Quebec seeking injunction against Energy east pipeline
Environment minister David Heurtel says plans for the Quebec portion of the project must respect the province's laws
MONTREAL—The Quebec government is seeking an injunction against the Energy East pipeline project to ensure it is subject to the province’s environmental regulations.
Environment Minister David Heurtel says TransCanada Pipelines Ltd. must demonstrate that its plans for the Quebec portion of the project respect the province’s laws.
His announcement comes a few weeks after a coalition of Quebec environmental groups said it would take legal action against Energy East for the same reasons.
Heurtel said TransCanada was advised in letters in November and December 2014 that the Quebec segment of its $15.7-billion project was subject to the province’s environmental regulations.
“Unfortunately, we never received a response to these letters,” he told a news conference in Montreal on March 1.

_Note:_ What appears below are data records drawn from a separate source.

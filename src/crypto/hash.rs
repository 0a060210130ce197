//! Hashing primitives used for addresses and checksums
//!
//! Provides SHA-256, the Base58Check double hash, and the two-stage
//! `RIPEMD160(SHA256(x))` pipeline that turns a public key into a
//! 20-byte address payload.

use ripemd::Ripemd160;
use sha2::{Digest, Sha256};

/// Length of a raw address payload in bytes
pub const ADDRESS_LEN: usize = 20;

/// Computes SHA-256 hash of the input data
pub fn sha256(data: &[u8]) -> [u8; 32] {
    let mut hasher = Sha256::new();
    hasher.update(data);
    hasher.finalize().into()
}

/// Computes double SHA-256 hash (SHA-256 of SHA-256)
/// Used for Base58Check checksums
pub fn double_sha256(data: &[u8]) -> [u8; 32] {
    sha256(&sha256(data))
}

/// First four bytes of the double SHA-256 of `data`
pub fn checksum(data: &[u8]) -> [u8; 4] {
    let hash = double_sha256(data);
    [hash[0], hash[1], hash[2], hash[3]]
}

/// Computes `RIPEMD160(SHA256(data))`, the Bitcoin-style address hash
pub fn hash160(data: &[u8]) -> [u8; ADDRESS_LEN] {
    let mut ripemd = Ripemd160::new();
    ripemd.update(sha256(data));
    ripemd.finalize().into()
}

/// SHA-256 truncated to the address length
///
/// Composite (threshold) keys derive their address this way.
pub fn sha256_truncated(data: &[u8]) -> [u8; ADDRESS_LEN] {
    let hash = sha256(data);
    let mut out = [0u8; ADDRESS_LEN];
    out.copy_from_slice(&hash[..ADDRESS_LEN]);
    out
}

#[cfg(test)]
mod tests {
    use super::*;

    #[test]
    fn test_sha256() {
        let data = b"hello world";
        assert_eq!(
            hex::encode(sha256(data)),
            "b94d27b9934d3e08a52e52d7da7dabfac484efe37a5380ee9088f7ace2efcde9"
        );
    }

    #[test]
    fn test_checksum_is_prefix_of_double_hash() {
        let data = b"hello world";
        let full = double_sha256(data);
        assert_eq!(checksum(data), full[..4]);
        assert_ne!(double_sha256(data), sha256(data));
    }

    #[test]
    fn test_hash160_of_empty_input() {
        // RIPEMD160(SHA256(""))
        assert_eq!(
            hex::encode(hash160(b"")),
            "b472a266d0bd89c13706a4132ccfb16f7c3b9fcb"
        );
    }

    #[test]
    fn test_sha256_truncated() {
        let data = b"hello world";
        assert_eq!(sha256_truncated(data), sha256(data)[..ADDRESS_LEN]);
    }
}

“Today’s announcement is very simple. It means that anyone who wants to launch a project in Quebec must respect the entirety of these laws and regulations. Not only is it a question of respect but also one of fairness for all companies that do business and want to do business here.”
TransCanada has not replied to Quebec’s requests for formal notice, saying Energy East is subject only to federal regulation.
The pipeline would carry 1.1 million barrels a day of western crude as far east as Saint John, N.B., serving domestic refineries and international customers.
The project has run into stiff opposition in Quebec, with the mayors of Montreal and surrounding municipalities arguing that environmental risks outweigh the economic rewards.
Heurtel said the decision to engage in legal action does not mean the province has made a final decision on the project.
“I want to point out that this should not be interpreted as us being for or against the project,” he said. “Rather, as in other provinces, it is an attempt to have our laws and regulations respected.”